Des problèmes Déflaisants
Tout d’abord, je m’interroge sur l’utilité d’avoir sorti le Remake de Diamant et Perle, quelques mois plus tôt. Si l’on passe outre l’intérêt de (re)découvrir la région de Sinnoh avant Pokémon : Arceus, ou encore des motivations purement pécuniaires ; le jeu était si fade qu’il devenait rapidement ennuyeux. Par-dessus tout, je considère Arceus comme une réécriture – certes libre – de l’histoire de Diamant et Perle. L’ascension du Mont Couronné, la rivalité entre les Pokémon Dialga et Pialka sont assez revisitées pour rester divertissantes, mais inspirent une impression de déjà-vu, à peine deux mois après la sortie du remake mentionné. Ensuite, Pokémon : Arceus possède des défauts que d’aucuns jugeront inhérents aux RPG. S’il est appréciable que des quêtes annexes viennent vivifier la région d’Hisui, la plupart sont inintéressantes voire répétitives. Le sacro-saint rythme ternaire des quêtes vous poussera à chercher au moins trois endroits, à Rusti-Cité, pour suspendre le Pokémon carillon Eoko ; tout cela pour finir par le ramener à sa place initiale !
Enfin, si la plupart des joueurs et joueuses ne se plaindront pas que la difficulté ait été rehaussée ; je n’ai pas toujours trouvé les combats équilibrés. Votre compagnon peut régulièrement se retrouver cerné par plusieurs Pokémon sauvages. Vous n’êtes jamais à l’abri d’un one-shot ou du Style Rapide d’une capacité, permettant à un combattant d’attaquer plusieurs fois d’affilée. Or, bien qu’il existe de nombreuses manières de faire gagner de l’expérience à vos acolytes, les combats ne sont pas si nombreux, au cours de l’histoire principale. Ceci entraîne un pic de difficulté lorsque l’intrigue devient plus linéaire et jonchée de duels, lors du dernier arc puis durant le Post-Game. Aussi aurait-il été pertinent que les affrontements contre les Pokémon Monarques soient de réels combats plutôt qu’une étrange corrida, durant laquelle le dresseur (ou la dresseuse) doit lancer des sacs sur la créature, tout en évitant ses attaques !
Un jeu Ludicolo
En dépit de ses défauts, Légendes Pokémon : Arceus est un bon jeu, que je ne saurais que trop vous conseiller. Si l’on considère que les objectifs principaux d’un jeu vidéo sont l’évasion et le divertissement, ce nouvel opus est clairement à la hauteur. Beaucoup diront que l’un de leurs rêves d’enfance a été maladroitement mais malgré tout concrétisé. A défaut de pouvoir véritablement parler d’Open-World, Pokémon : Arceus est constitué de zones semi-ouvertes, dans lesquelles nous partons en excursions. Chaque zone possède un climat, des couleurs et des Pokémon différents. Il s’agit d’écosystèmes distincts, que l’on se plaît à découvrir et à arpenter, afin de compléter le Pokédex. Cela est d’autant plus plaisant que plusieurs Montures Pokémon viennent faciliter les voyages. Si Cerbyllin (la nouvelle évolution de Cerfrousse) permet de courir à travers les plaines, Farfurex a la faculté d’escalader les falaises. J’ai rarement éprouvé un tel sentiment de liberté, de quiétude (notamment grâce à la musique) et même d’addiction lorsque j’attrapais des Pokémon.

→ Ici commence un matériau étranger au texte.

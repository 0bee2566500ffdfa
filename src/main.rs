//! vrm-idle - headless idle animation driver
//!
//! Main entry point for the CLI application.

use clap::Parser;
use std::path::PathBuf;
use std::time::Duration;
use tokio::io::{AsyncBufReadExt, BufReader};
use tokio::sync::mpsc;
use tokio::time::MissedTickBehavior;
use tracing::{error, info, warn, Level};
use tracing_subscriber::{fmt, prelude::*, EnvFilter};

use vrm_idle::{
    command::Command,
    config::Config,
    error::VrmIdleError,
    loader::{self, LoadEvent},
    FrameClock, FrameDriver, TypingSignal,
};

/// vrm-idle - Idle pose, blinking, breathing and typing smile for a VRM avatar
#[derive(Parser, Debug)]
#[command(name = "vrm-idle", version, about, long_about = None)]
struct Args {
    /// Configuration file path
    #[arg(short, long)]
    config: Option<PathBuf>,

    /// VRM/GLB model path (overrides config)
    #[arg(short, long)]
    model: Option<PathBuf>,

    /// Frame rate (overrides config)
    #[arg(long)]
    fps: Option<u32>,

    /// Stop after this many animated frames (0 = run until Ctrl+C or :quit)
    #[arg(long, default_value_t = 0)]
    frames: u64,

    /// Print the final frame snapshot as JSON on exit
    #[arg(long)]
    dump: bool,

    /// Enable verbose logging
    #[arg(short, long)]
    verbose: bool,
}

enum Flow {
    Continue,
    Quit,
}

#[tokio::main]
async fn main() -> anyhow::Result<()> {
    let args = Args::parse();

    let log_level = if args.verbose {
        Level::DEBUG
    } else {
        Level::INFO
    };

    tracing_subscriber::registry()
        .with(fmt::layer())
        .with(
            EnvFilter::builder()
                .with_default_directive(log_level.into())
                .from_env_lossy(),
        )
        .init();

    info!("Starting {} v{}", vrm_idle::NAME, vrm_idle::VERSION);

    let mut config = if let Some(ref path) = args.config {
        Config::from_file(path)?
    } else {
        Config::load()?
    };

    if let Some(ref model) = args.model {
        config.avatar.model_path = model.display().to_string();
    }
    if let Some(fps) = args.fps {
        config.frame.fps = fps;
    }
    config.validate()?;

    info!("Model: {}", config.avatar.model_path);
    info!("Frame rate: {} fps", config.frame.fps);

    run(&args, &config).await
}

async fn run(args: &Args, config: &Config) -> anyhow::Result<()> {
    let mut driver = FrameDriver::new(config);
    let mut typing = TypingSignal::new();
    let mut loads = Some(loader::spawn_load(&config.avatar.model_path));
    let mut commands = spawn_stdin_reader();

    let mut ticker = tokio::time::interval(Duration::from_secs_f64(1.0 / config.frame.fps as f64));
    ticker.set_missed_tick_behavior(MissedTickBehavior::Skip);
    let mut clock = FrameClock::new();

    let shutdown = shutdown_signal();
    tokio::pin!(shutdown);

    loop {
        tokio::select! {
            _ = &mut shutdown => {
                info!("Shutdown signal received");
                break;
            }
            Some(command) = commands.recv() => {
                if let Flow::Quit = handle_command(command, &mut driver, &mut typing) {
                    break;
                }
            }
            _ = ticker.tick() => {
                if let Some(rx) = loads.as_mut() {
                    if poll_load(rx, &mut driver)? {
                        loads = None;
                    }
                }

                let dt = clock.delta();
                driver.tick(dt, typing.is_typing());

                if args.frames > 0 && driver.frames() >= args.frames {
                    info!("Animated {} frames", driver.frames());
                    break;
                }
            }
        }
    }

    if args.dump {
        println!("{}", serde_json::to_string_pretty(&driver.snapshot())?);
    }

    info!("vrm-idle stopped");
    Ok(())
}

/// Drain pending loader events without blocking. Returns true once the load
/// has succeeded; a failed load is returned as an error.
fn poll_load(
    rx: &mut mpsc::Receiver<LoadEvent>,
    driver: &mut FrameDriver,
) -> anyhow::Result<bool> {
    while let Ok(event) = rx.try_recv() {
        match event {
            LoadEvent::Progress(percent) => info!("Loading: {:.0}%", percent),
            LoadEvent::Loaded(rig) => {
                info!("VRM loaded successfully");
                driver.on_loaded(rig);
                return Ok(true);
            }
            LoadEvent::Failed(e) => {
                driver.on_load_failed(e.clone());
                return Err(VrmIdleError::Load(e).into());
            }
        }
    }
    Ok(false)
}

fn handle_command(command: Command, driver: &mut FrameDriver, typing: &mut TypingSignal) -> Flow {
    // Pose errors are already logged by the driver
    match command {
        Command::Focus => typing.focus(),
        Command::Blur => typing.blur(),
        Command::Clear => typing.clear(),
        Command::Input(text) => typing.input(&text),
        Command::Pose => {
            let _ = driver.apply_static_pose();
        }
        Command::Arms { down, forward } => {
            let _ = driver.set_upper_arm_pose(down, forward);
        }
        Command::LowerArm { side, x, y, z } => {
            let _ = driver.set_lower_arm_rotation(side, x, y, z);
        }
        Command::Hand { side, x, y, z } => {
            let _ = driver.set_hand_direction(side, x, y, z);
        }
        Command::Sync => {
            let _ = driver.update_all_poses();
        }
        Command::Dump => match serde_json::to_string(&driver.snapshot()) {
            Ok(json) => println!("{}", json),
            Err(e) => warn!("Failed to serialize snapshot: {}", e),
        },
        Command::Quit => return Flow::Quit,
    }
    Flow::Continue
}

/// Read stdin lines on a separate task and forward parsed commands.
fn spawn_stdin_reader() -> mpsc::Receiver<Command> {
    let (tx, rx) = mpsc::channel(64);

    tokio::spawn(async move {
        let mut lines = BufReader::new(tokio::io::stdin()).lines();
        loop {
            match lines.next_line().await {
                Ok(Some(line)) => match Command::parse(&line) {
                    Ok(command) => {
                        if tx.send(command).await.is_err() {
                            break;
                        }
                    }
                    Err(e) => warn!("{}", e),
                },
                Ok(None) => break,
                Err(e) => {
                    error!("Failed to read stdin: {}", e);
                    break;
                }
            }
        }
    });

    rx
}

async fn shutdown_signal() {
    use tokio::signal;

    let ctrl_c = async {
        if let Err(e) = signal::ctrl_c().await {
            error!("Failed to install Ctrl+C handler: {}", e);
            std::future::pending::<()>().await;
        }
    };

    #[cfg(unix)]
    let terminate = async {
        match signal::unix::signal(signal::unix::SignalKind::terminate()) {
            Ok(mut sig) => {
                sig.recv().await;
            }
            Err(e) => {
                error!("Failed to install signal handler: {}", e);
                std::future::pending::<()>().await;
            }
        }
    };

    #[cfg(not(unix))]
    let terminate = std::future::pending::<()>();

    tokio::select! {
        _ = ctrl_c => {}
        _ = terminate => {}
    }
}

Les graphismes sont beaucoup décriés, et pourtant, les créatures sont plus jolies qu’avant. Chaque espèce progresse de manière différente sur la map. Si certains Pokémon inoffensifs ne réagissent guère à votre approche, d’autres plus craintifs s’enfuient. C’est pourquoi il vous incombe d’être discrets avant de leur lancer une Pokéball. D’autres espèces sont agressives et il devient impératif de les vaincre, afin de les attraper. Bien que les combats soient au tour par tour, ils sont plus dynamiques. Les animations des attaques, sans êtres révolutionnaires, ont enfin été retravaillées. La chasse de Pokémon est d’autant plus grisante qu’il devient nécessaire d’attraper plusieurs membres de l’espèce ou d’accomplir des tâches spécifiques, comme les nourrir ou assister à certaines attaques, pour remplir les pages du Pokédex et vraiment les connaître. Dans la mesure où les Pokémon ne surgissent plus de manière aléatoire et imprévisible dans les hautes herbes ; il est sincèrement plaisant de se rendre sur leurs territoires respectifs afin de les observer et de les attraper. Mais tout cela est également possible grâce à la confection d’objets. Au cours de cette aventure, vous aurez besoin de beaucoup plus de Pokéballs qu’avant. Par chance, vous pourrez désormais les fabriquer. Un dernier mot sur la Shasse, peut-être. S’il n’est pas dans mes habitudes de traquer les Pokémon Shiny (ou chromatiques), il s’agit d’une activité très populaire parmi les fans. Il semblerait que la Shasse soit désormais plus agréable, notamment grâce au système d’apparitions massives.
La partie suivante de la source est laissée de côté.